Стадо вдали заметили, когда до вечера было ещё далеко. Грабители, конечно, поняли, что от погони не уйти, но стали действовать странно. Вместо того чтобы бросить добычу и сматываться, примерно с дюжину нарт остановились и, пропустив вперёд животных, остались ждать противника. Вместе с десятником служилых было восемь человек плюс больше двух десятков мавчувенов, жаждущих вражьей крови. Казаки были все бывалые, не раз бившие немирных иноземцев и прекрасно знающие их нравы: таучины, конечно, народ злой до крайности, мавчувенов они гоняют, как хотят, но с русскими воевать решаются, только если их как минимум вдвое больше. Этих же было совсем мало, но, кажется, они собрались принять бой?! Оно, может, и к лучшему: разделаемся по-быстрому и покойничков на показ привезём — другим в науку.
Десятник остановил своих, велел надевать доспехи и заряжать фузеи. Нарты же поставили в круг — нужды особой в этом не было, но таков приказ Петруцкого на все, так сказать, случаи жизни. Таучины топтались совсем недалеко — посреди мелкого кустарника. Кажется, они были без доспехов и надевать их не собирались. Половина мавчувенов умчалась вперёд — остановить стадо и преградить похитителям дорогу к бегству.
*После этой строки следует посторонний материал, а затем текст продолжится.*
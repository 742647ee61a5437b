//! Request Executor (single-shot, timed) and Batch Executor (paginated).

use crate::envelope::{decode_response, encode_request};
use crate::error::{PubSubError, Result};
use crate::transport::Transport;
use serde::Serialize;
use serde_json::Value;
use std::future::Future;
use std::time::Duration;

/// Per-call request options: `{noAck, timeout}`.
#[derive(Debug, Clone, Copy)]
pub struct RequestOptions {
    pub no_ack: bool,
    pub timeout_ms: u64,
}

impl Default for RequestOptions {
    fn default() -> Self {
        Self {
            no_ack: false,
            timeout_ms: 5_000,
        }
    }
}

impl RequestOptions {
    pub fn new() -> Self {
        Self::default()
    }

    pub fn with_no_ack(mut self, no_ack: bool) -> Self {
        self.no_ack = no_ack;
        self
    }

    pub fn with_timeout_ms(mut self, timeout_ms: u64) -> Self {
        self.timeout_ms = timeout_ms;
        self
    }
}

/// Serialize `query`, send it over `transport` on `subject`, and
/// resolve with the demuxed result.
///
/// - `no_ack`: publishes and resolves immediately; no timer, no reply
///   parsing.
/// - otherwise: requests with a single expected reply, racing a timer
///   that fails with `"query timeout after {timeout}ms"` if no reply
///   arrives first. The timer is implicitly dropped (cancelled) on the
///   first reply, since it wraps the reply future directly.
pub async fn exec<T, Q>(
    transport: &T,
    subject: &str,
    opts: RequestOptions,
    query: Q,
) -> Result<Value>
where
    T: Transport,
    Q: Serialize,
{
    let query_value = serde_json::to_value(&query).map_err(PubSubError::from)?;
    let bytes = encode_request(&query)?;

    if opts.no_ack {
        transport.publish(subject, bytes).await;
        return Ok(Value::Null);
    }

    let reply_rx = transport.request(subject, bytes).await;
    let timeout = Duration::from_millis(opts.timeout_ms);

    match tokio::time::timeout(timeout, reply_rx).await {
        Ok(Ok(reply_bytes)) => decode_response(&reply_bytes),
        Ok(Err(_canceled)) => Err(PubSubError::Decode(
            "transport dropped the reply channel without a reply".to_string(),
        )),
        Err(_elapsed) => Err(PubSubError::Timeout {
            timeout_ms: opts.timeout_ms,
            query: query_value,
        }),
    }
}

/// Batch options: `{limit}`, defaulting to `batch_size`.
#[derive(Debug, Clone, Copy, Default)]
pub struct BatchOptions {
    pub limit: Option<usize>,
}

impl BatchOptions {
    pub fn new() -> Self {
        Self::default()
    }

    pub fn with_limit(mut self, limit: usize) -> Self {
        self.limit = Some(limit);
        self
    }
}

/// Accumulate pages from `page_fn(limit, skip)` until `limit` items
/// have been requested or a page shorter than `batch_size` is seen.
pub async fn batch_exec<F, Fut>(
    page_fn: F,
    batch_size: usize,
    options: BatchOptions,
) -> Result<Vec<Value>>
where
    F: Fn(usize, usize) -> Fut,
    Fut: Future<Output = Result<Vec<Value>>>,
{
    let limit = options.limit.unwrap_or(batch_size);
    let mut left = limit as i64;
    let mut iter = 0usize;
    let mut results = Vec::new();

    loop {
        let page_limit = std::cmp::min(left.max(0) as usize, batch_size);
        let page_skip = batch_size * iter;

        let page = page_fn(page_limit, page_skip).await?;
        let page_len = page.len();
        results.extend(page);

        left -= batch_size as i64;
        iter += 1;

        if left <= 0 || page_len < batch_size {
            break;
        }
    }

    Ok(results)
}

#[cfg(test)]
mod tests {
    use super::*;
    use crate::testing::InMemoryTransport;
    use serde_json::json;
    use std::sync::atomic::{AtomicUsize, Ordering};
    use std::sync::Arc;

    #[tokio::test]
    async fn round_trip_resolves_to_echoed_result() {
        let transport = InMemoryTransport::new();
        transport
            .handle("echo", |_msg, _reply| json!({"result": {"v": 42}}))
            .await;

        let value = exec(
            &transport,
            "echo",
            RequestOptions::default(),
            json!({"a": 1}),
        )
        .await
        .unwrap();

        assert_eq!(value, json!({"v": 42}));
    }

    #[tokio::test]
    async fn round_trip_rejects_with_remote_error() {
        let transport = InMemoryTransport::new();
        transport
            .handle("echo", |_msg, _reply| json!({"error": {"message": "boom"}}))
            .await;

        let err = exec(&transport, "echo", RequestOptions::default(), json!({}))
            .await
            .unwrap_err();

        assert_eq!(err.message(), "boom");
    }

    #[tokio::test]
    async fn timeout_after_configured_duration() {
        let transport = InMemoryTransport::new();
        // No handler registered: request never replies.
        let opts = RequestOptions {
            no_ack: false,
            timeout_ms: 10,
        };

        let err = exec(&transport, "never.replies", opts, json!({"a": 1}))
            .await
            .unwrap_err();

        match err {
            PubSubError::Timeout { timeout_ms, query } => {
                assert_eq!(timeout_ms, 10);
                assert_eq!(query, json!({"a": 1}));
            }
            other => panic!("expected Timeout, got {other:?}"),
        }
    }

    #[tokio::test]
    async fn no_ack_resolves_immediately_without_reply() {
        let transport = InMemoryTransport::new();
        let opts = RequestOptions {
            no_ack: true,
            timeout_ms: 5_000,
        };

        let value = exec(&transport, "fire.and.forget", opts, json!({"a": 1}))
            .await
            .unwrap();
        assert_eq!(value, Value::Null);
    }

    #[tokio::test]
    async fn batch_exec_terminates_on_short_read_and_caps_at_limit() {
        let calls = Arc::new(AtomicUsize::new(0));
        let pages: Vec<Vec<Value>> = vec![
            vec![json!(1), json!(2)],
            vec![json!(3), json!(4)],
            vec![json!(5)],
        ];
        let pages = Arc::new(pages);

        let calls_clone = calls.clone();
        let pages_clone = pages.clone();
        let page_fn = move |_limit: usize, _skip: usize| {
            let calls = calls_clone.clone();
            let pages = pages_clone.clone();
            async move {
                let i = calls.fetch_add(1, Ordering::SeqCst);
                Ok(pages.get(i).cloned().unwrap_or_default())
            }
        };

        let result = batch_exec(
            page_fn,
            2,
            BatchOptions { limit: Some(5) },
        )
        .await
        .unwrap();

        assert_eq!(result, vec![json!(1), json!(2), json!(3), json!(4), json!(5)]);
        assert_eq!(calls.load(Ordering::SeqCst), 3);
    }

    #[tokio::test]
    async fn batch_exec_empty_first_page_is_a_single_request() {
        let calls = Arc::new(AtomicUsize::new(0));
        let calls_clone = calls.clone();
        let page_fn = move |_limit: usize, _skip: usize| {
            let calls = calls_clone.clone();
            async move {
                calls.fetch_add(1, Ordering::SeqCst);
                Ok(Vec::new())
            }
        };

        let result = batch_exec(page_fn, 10, BatchOptions::default())
            .await
            .unwrap();

        assert!(result.is_empty());
        assert_eq!(calls.load(Ordering::SeqCst), 1);
    }
}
Десятник прикинул время, оставшееся до темноты, и решил, что они, может быть, ещё успеют сегодня вернуться и ночевать в тепле. По его команде служилые разошлись, образовав короткую цепь, и двинулись вперёд. Таучины пошли им навстречу. Дистанция обычного боя была пройдена, но ни одна стрела не просвистела в воздухе: у таучинов, похоже, луков вообще не было, только копья. Мавчувены, поставленные на флангах, почему-то тоже не стреляли — они испуганно переговаривались и норовили отстать. Десятнику всё это не понравилось, и он решил судьбу не искушать:
— К бою, ребятушки! Готовы?
Таучины впереди что-то прокричали вразнобой и... исчезли.
— Па-а...ли!! — по инерции крикнул командир и махнул правой рукой с обнажённым палашом.
И тут же, сдвинув на лоб шапку, поскрёб левой затылок: — Во, бля!
Никуда таучины, конечно, не делись — просто попадали в снег. Их серые кухлянки было неплохо видно, но одно дело палить по фигуре, стоящей в рост (да ещё и толпой!), и совсем другое дело... В общем, похоже было, что заряды служилые истратили зря — никого толком не зацепило.
— А ну-ка, по-быстрому: за-ряжай!
Команда потонула в испуганном гомоне мавчувенов. Вместо того чтобы в упор расстреливать бегущих на них таучинов, они показывали на них руками и пытались объяснить русским хозяевам, что нужно немедленно сматываться.
— Я вам покажу нути-тути! — погрозил им палашом десятник. — Бросай пищали, робяты! На руках биться будем! Вот ведь напасть какая...
Пять минут спустя служилые были мертвы — все как один. А упряжки мавчувенов мчались к острогу. Погонщиков там неминуемо ждали побои, но они всё равно торопились.